Speaking to Pat Kenny on Newstalk this morning, the Sinn Féin leader stopped short of condemning the attack.
She said that singling out one act of violence would lead to ongoing calls for comment on others.
“The politics of condemnation is a rabbit-hole that I will not go down because it becomes a tit-for-tat, ‘you said, I said,’” she explained.
“I think that serves nobody. We need to deal with the past with compassion.”
The issue was raised after Deputy McDonald called on unionist leaders to condemn a number of loyalist banners that appeared in Belfast making allegations against Sinn Féin candidate for North Belfast, John Finucane.
Mrs Foster said the call was a “bit rich” and urged Sinn Féin to comment on the attempted murder of her father in 1979 and an attack on her party’s current deputy leader Nigel Dodds in 1996.
Deputy McDonald said the attack was “wrong” and the violence during the Troubles was “absolutely tragic.”

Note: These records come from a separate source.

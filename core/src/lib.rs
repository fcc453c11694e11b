//! # procgroup
//!
//! `procgroup` is a thin layer over a distributed-memory process group for numerical
//! applications. It answers three questions every parallel program asks at startup:
//!
//! 1. How many processes are there, and which one am I? ([`Topology::rank`], [`Topology::world_size`])
//! 2. How many distinct machines do they run on? ([`Topology::node_count`])
//! 3. Which slice of the work is mine? ([`partition()`], [`Topology::find_assignments`])
//!
//! When no messaging runtime is present the crate degrades to a single-process
//! world (rank 0 of 1) instead of failing, so the same program runs unchanged on a
//! laptop and under `mpiexec`.
//!
//! ## Modules
//!
//! - [`distributed`]: the [`Transport`](distributed::backend::Transport) seam and its backends.
//! - [`topology`]: process-group discovery and collective helpers.
//! - [`partition`]: contiguous, weight-balanced task assignment.
//!
//! ## Example
//!
//! ```rust
//! use procgroup::Topology;
//!
//! let topology = Topology::serial();
//! let tasks = vec!["a", "b", "c", "d"];
//! let assignment = topology.find_assignments(&tasks, None).unwrap();
//!
//! assert_eq!(assignment.bucket(topology.rank()), &["a", "b", "c", "d"]);
//! topology.report_from_rank_zero(["all tasks are local"]).unwrap();
//! ```

use thiserror::Error;

pub mod distributed;
pub mod partition;
pub mod topology;

pub use distributed::backend::{ProbeConfig, Transport, TransportProbe, probe, probe_with};
pub use partition::{Assignment, has_empty_bucket, partition};
pub use topology::{Topology, node_id};

/// Error type for process-group operations.
#[derive(Error, Debug)]
pub enum ParallelError {
    /// A caller supplied arguments that violate an operation's contract.
    #[error("Invalid argument: {0}")]
    InvalidArgument(String),
    /// The messaging runtime is present but could not be brought up.
    #[error("Transport initialization failed: {0}")]
    TransportInit(String),
    /// A collective operation failed after initialization.
    #[error("Transport error: {0}")]
    Transport(String),
    /// Writing a report failed.
    #[error("IO error: {0}")]
    Io(#[from] std::io::Error),
}

pub type Result<T> = std::result::Result<T, ParallelError>;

“It was wrong that Arlene Foster as a child – that any child – witnessed that kind of violence visited on their father,” she said.
“It was wrong that John Finucane – which is where this conversation started, this run of things started – that he saw his father shot dead and his mother wounded.
“All of that is just absolutely awful and tragic and cannot happen again.”
The PSNI is investigating the banners which made a series of allegations against Mr Finucane and his family – including his father who was murdered by loyalist paramilitaries.
Mr Finucane, the current Lord Mayor of Belfast, is running against Mr Dodds in one of the North’s closest constituencies.
Mr Dodds has condemned the posters and insisted that they had nothing to do with the DUP.
Mrs Foster’s father was a member of the Royal Ulster Constabulary police force when he was shot at his family farm by Republican paramilitaries in 1979.
He was shot in the head but survived the attack.
A policeman was injured in an attack on Mr Dodds as he visited his son at the Royal Children’s Hospital in Belfast in 1996.